Blooming in the living room.



Asarum maximum Ling Ling web by Erythrone, on Flickr


----------



## The Mutant (Jan 25, 2015)

It looks like teeth in the center! It looks beautiful and a little scary...


----------



## NYEric (Jan 25, 2015)

I agree!


----------



## TyroneGenade (Jan 25, 2015)

I think I saw it eat some people on Tatooine.


----------



## abax (Jan 25, 2015)

It's a Triffid!!! Don't get too close.


----------



## Migrant13 (Jan 25, 2015)

That's so cool.


----------



## SlipperFan (Jan 27, 2015)

Migrant13 said:


> That's so cool.


I totally agree!


----------



## jjkOC (Jan 27, 2015)

So cute!


----------



## likespaphs (Jan 28, 2015)

i do like Asarum and some are very, very hardy!
do the flowers hide under the leaves as they do in many species?
do you have to give it a cold period?


----------



## Erythrone (Jan 28, 2015)

likespaphs said:


> i do like Asarum and some are very, very hardy!
> do the flowers hide under the leaves as they do in many species?
> do you have to give it a cold period?




I agree, many are very hardy.

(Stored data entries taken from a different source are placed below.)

fn check_references(
    schema: &RecordSchema,
    schemas: &[RecordSchema],
    by_name: &HashMap<String, usize>,
    option_mnemonics: &[String],
) -> Result<(), RegistryError> {
    for attribute in &schema.attributes {
        let mut result = Ok(());
        attribute.kind.visit(&mut |kind| {
            if result.is_err() {
                return;
            }
            match kind {
                Kind::Entry(entry) => {
                    let known = by_name
                        .get(entry)
                        .map_or(false, |&idx| schemas[idx].level == Level::Entry);
                    if !known {
                        result = Err(RegistryError::UnknownEntry {
                            schema: schema.name.clone(),
                            attribute: attribute.name.clone(),
                            entry: entry.clone(),
                        });
                    }
                }
                Kind::Options(set) => {
                    if let Some(option) = set
                        .accepted()
                        .iter()
                        .find(|m| !option_mnemonics.contains(*m))
                    {
                        result = Err(RegistryError::UnknownOption {
                            schema: schema.name.clone(),
                            attribute: attribute.name.clone(),
                            option: option.clone(),
                        });
                    } else if compiler::accepted_mnemonics(option_mnemonics, set).is_empty() {
                        result = Err(RegistryError::EmptyOptionSet {
                            schema: schema.name.clone(),
                            attribute: attribute.name.clone(),
                        });
                    }
                }
                _ => {}
            }
        });
        result?;
    }
    Ok(())
}

// ============================================================================
// Attribute boundaries
// ============================================================================

/// Token shapes, coarse enough to tell whether two kinds can read the same token.
#[derive(Debug, Clone, Copy, PartialEq, Eq)]
enum TokenClass {
    Numeric,
    Text,
    Designator,
    Jump,
    Distribution,
    Mnemonic,
}

impl TokenClass {
    fn overlaps(self, other: TokenClass) -> bool {
        use TokenClass::*;
        match (self, other) {
            (Text, _) | (_, Text) => true,
            (Mnemonic, Numeric) | (Numeric, Mnemonic) => false,
            (Mnemonic, _) | (_, Mnemonic) => true,
            (a, b) => a == b,
        }
    }
}

struct Shapes<'s> {
    schemas: &'s [RecordSchema],
    by_name: &'s HashMap<String, usize>,
}

impl<'s> Shapes<'s> {
    fn entry(&self, name: &str) -> Option<&'s RecordSchema> {
        self.by_name.get(name).map(|&idx| &self.schemas[idx])
    }

    fn terminal(kind: &Kind) -> Option<TokenClass> {
        Some(match kind {
            Kind::Integer | Kind::Real | Kind::Zaid => TokenClass::Numeric,
            Kind::Text => TokenClass::Text,
            Kind::Designator => TokenClass::Designator,
            Kind::Jump => TokenClass::Jump,
            Kind::Distribution => TokenClass::Distribution,
            Kind::Options(_) => TokenClass::Mnemonic,
            _ => return None,
        })
    }

    /// Classes of the first token a value of `kind` can start with.
    fn first(&self, kind: &Kind, out: &mut Vec<TokenClass>) {
        if let Some(class) = Self::terminal(kind) {
            out.push(class);
            return;
        }
        match kind {
            Kind::Repeated(rep) => self.first(&rep.item, out),
            Kind::Choice(choice) => choice.alternatives.iter().for_each(|alt| self.first(alt, out)),
            Kind::Entry(name) => {
                for attribute in self.entry(name).map_or(&[][..], |s| &s.attributes[..]) {
                    self.first(&attribute.kind, out);
                    if !attribute.is_omissible() {
                        break;
                    }
                }
            }
            _ => {}
        }
    }

    /// Classes of every token a value of `kind` can contain.
    fn all(&self, kind: &Kind, out: &mut Vec<TokenClass>) {
        if let Some(class) = Self::terminal(kind) {
            out.push(class);
            return;
        }
        match kind {
            Kind::Repeated(rep) => self.all(&rep.item, out),
            Kind::Choice(choice) => choice.alternatives.iter().for_each(|alt| self.all(alt, out)),
            Kind::Entry(name) => {
                for attribute in self.entry(name).map_or(&[][..], |s| &s.attributes[..]) {
                    self.all(&attribute.kind, out);
                }
            }
            _ => {}
        }
    }

    /// Token count of `kind`, `None` when it varies.
    fn width(&self, kind: &Kind) -> Option<usize> {
        match kind {
            Kind::Repeated(rep) if rep.arity.max == Some(rep.arity.min) => {
                self.width(&rep.item).map(|w| w * rep.arity.min)
            }
            Kind::Repeated(_) | Kind::Options(_) => None,
            Kind::Choice(choice) => {
                let mut widths = choice.alternatives.iter().map(|alt| self.width(alt));
                let first = widths.next().flatten()?;
                widths.all(|w| w == Some(first)).then_some(first)
            }
            Kind::Entry(name) => self.entry(name)?.attributes.iter().try_fold(0, |sum, attribute| {
                if attribute.is_omissible() {
                    None
                } else {
                    self.width(&attribute.kind).map(|w| sum + w)
                }
            }),
            _ => Some(1),
        }
    }
}
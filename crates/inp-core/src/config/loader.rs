//! Schema loader
//!
//! Loads schema files from a directory and builds a registry from them.

use anyhow::{Context, Result};
use std::path::{Path, PathBuf};
use tracing::{debug, info};

use super::types::SchemaFile;
use super::EngineConfig;
use crate::registry::Registry;
use crate::schema::RecordSchema;

/// Environment override for the schema directory.
pub const SCHEMA_DIR_ENV: &str = "INP_SCHEMA_DIR";

pub struct SchemaLoader {
    schema_dir: PathBuf,
}

impl SchemaLoader {
    pub fn new(schema_dir: impl Into<PathBuf>) -> Self {
        Self {
            schema_dir: schema_dir.into(),
        }
    }

    /// Create loader from INP_SCHEMA_DIR, or the crate's bundled schemas
    ///
    /// Path resolution order:
    /// 1. INP_SCHEMA_DIR environment variable (explicit override)
    /// 2. Relative "config/schemas" (works when running from workspace root)
    /// 3. Workspace config found by walking up from CARGO_MANIFEST_DIR
    pub fn from_env() -> Self {
        if let Ok(dir) = std::env::var(SCHEMA_DIR_ENV) {
            return Self::new(dir);
        }

        let relative = Path::new("config/schemas");
        if relative.is_dir() {
            return Self::new(relative);
        }

        if let Some(found) = Self::find_workspace_schemas(env!("CARGO_MANIFEST_DIR")) {
            return Self::new(found);
        }

        // Let the load fail with the path in the message
        Self::new(relative)
    }

    /// Look for `config/schemas` in `start_dir` and up to four parents.
    fn find_workspace_schemas(start_dir: &str) -> Option<PathBuf> {
        let mut current = Path::new(start_dir);
        for _ in 0..5 {
            let candidate = current.join("config").join("schemas");
            if candidate.is_dir() {
                return Some(candidate);
            }
            current = current.parent()?;
        }
        None
    }

    pub fn schema_dir(&self) -> &Path {
        &self.schema_dir
    }

    /// Read and merge every `*.yaml` file, in file name order.
    ///
    /// Files whose name starts with `_` are skipped.
    pub fn load(&self) -> Result<SchemaFile> {
        info!("Loading schema files from {}", self.schema_dir.display());

        let mut merged = SchemaFile::default();
        for path in self.find_yaml_files()? {
            let content = std::fs::read_to_string(&path)
                .with_context(|| format!("Failed to read {}", path.display()))?;
            let file = Self::parse(&content)
                .with_context(|| format!("Failed to parse {}", path.display()))?;
            debug!(path = %path.display(), schemas = file.len(), "schema file read");
            if merged.version.is_empty() {
                merged.version = file.version.clone();
            }
            merged.merge(file);
        }

        info!(
            "Loaded {} entries, {} options, {} cards",
            merged.entries.len(),
            merged.options.len(),
            merged.cards.len()
        );
        Ok(merged)
    }

    /// Load every file and convert the definitions to schemas.
    pub fn load_schemas(&self) -> Result<Vec<RecordSchema>> {
        self.load()?
            .into_schemas()
            .with_context(|| format!("Invalid schema in {}", self.schema_dir.display()))
    }

    /// Load every file and build a registry with `config`.
    pub fn build_registry(&self, config: EngineConfig) -> Result<Registry> {
        let schemas = self.load_schemas()?;
        Registry::builder()
            .with_config(config)
            .extend(schemas)
            .build()
            .with_context(|| format!("Failed to build registry from {}", self.schema_dir.display()))
    }

    /// Parse one schema document held in memory.
    pub fn parse(content: &str) -> Result<SchemaFile> {
        serde_yaml::from_str(content).context("Malformed schema document")
    }

    fn find_yaml_files(&self) -> Result<Vec<PathBuf>> {
        let mut files = Vec::new();
        for entry in std::fs::read_dir(&self.schema_dir)
            .with_context(|| format!("Failed to read directory {}", self.schema_dir.display()))?
        {
            let path = entry?.path();
            let skipped = path
                .file_name()
                .and_then(|n| n.to_str())
                .map_or(true, |n| n.starts_with('_'));
            let yaml = path
                .extension()
                .map(|e| e == "yaml" || e == "yml")
                .unwrap_or(false);
            if path.is_file() && yaml && !skipped {
                files.push(path);
            }
        }

        // Sort for deterministic registration order
        files.sort();
        Ok(files)
    }
}

#[cfg(test)]
mod tests {
    use super::*;
    use std::fs;

    const OPTIONS: &str = r#"
options:
  - name: cell
    mnemonic: cel
    attributes:
      - name: number
        kind: integer
        constraints: [{ range: { min: 1 } }]
"#;

    const CARDS: &str = r#"
cards:
  - name: source
    mnemonic: sdef
    attributes:
      - name: options
        kind: { options: {} }
"#;

    #[test]
    fn test_loader_creation() {
        let loader = SchemaLoader::new("config/schemas");
        assert_eq!(loader.schema_dir(), Path::new("config/schemas"));
    }

    #[test]
    fn test_load_directory_merges_in_name_order() {
        let dir = tempfile::tempdir().unwrap();
        fs::write(dir.path().join("b_cards.yaml"), CARDS).unwrap();
        fs::write(dir.path().join("a_options.yaml"), OPTIONS).unwrap();
        fs::write(dir.path().join("_draft.yaml"), "cards: [{ name: broken }]").unwrap();
        fs::write(dir.path().join("notes.txt"), "not yaml").unwrap();

        let loader = SchemaLoader::new(dir.path());
        let file = loader.load().unwrap();
        assert_eq!(file.options.len(), 1);
        assert_eq!(file.cards.len(), 1);

        let registry = loader.build_registry(EngineConfig::default()).unwrap();
        let card = registry.parse_card("sdef", "sdef cel 5").unwrap();
        assert_eq!(card.options().len(), 1);
        assert_eq!(card.serialize(), "sdef cel 5");
    }

    #[test]
    fn test_parse_error_names_file() {
        let dir = tempfile::tempdir().unwrap();
        fs::write(dir.path().join("bad.yaml"), "options: [ { name: 3 ").unwrap();
        let err = SchemaLoader::new(dir.path()).load().unwrap_err();
        assert!(format!("{:#}", err).contains("bad.yaml"));
    }

    #[test]
    fn test_registry_errors_are_reported() {
        let dir = tempfile::tempdir().unwrap();
        fs::write(dir.path().join("a.yaml"), OPTIONS).unwrap();
        fs::write(dir.path().join("b.yaml"), OPTIONS).unwrap();
        let err = SchemaLoader::new(dir.path())
            .build_registry(EngineConfig::default())
            .unwrap_err();
        assert!(format!("{:#}", err).contains("Duplicate schema name 'cell'"));
    }

    #[test]
    fn test_missing_directory() {
        let err = SchemaLoader::new("/nonexistent/inp/schemas").load().unwrap_err();
        assert!(format!("{:#}", err).contains("Failed to read directory"));
    }
}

We grow some species in our garden (USDA zone 3) like europeaum, canadense and caudatum. 

Unfortunatly, the flowers hide under the leaves, but since they are pretty large for the genus, they are more easy to admire! About the cold rest : Ling Ling was outdoors until frost. Green Panda is grown indoor for many years and did not seem to require a true cold rest to bloom.


----------



## bullsie (Feb 2, 2015)

First I've been introduced to this species. Panda faced ginger, great, just another addiction I need. Yep, that is a beauty and I want one...................ikes...............


----------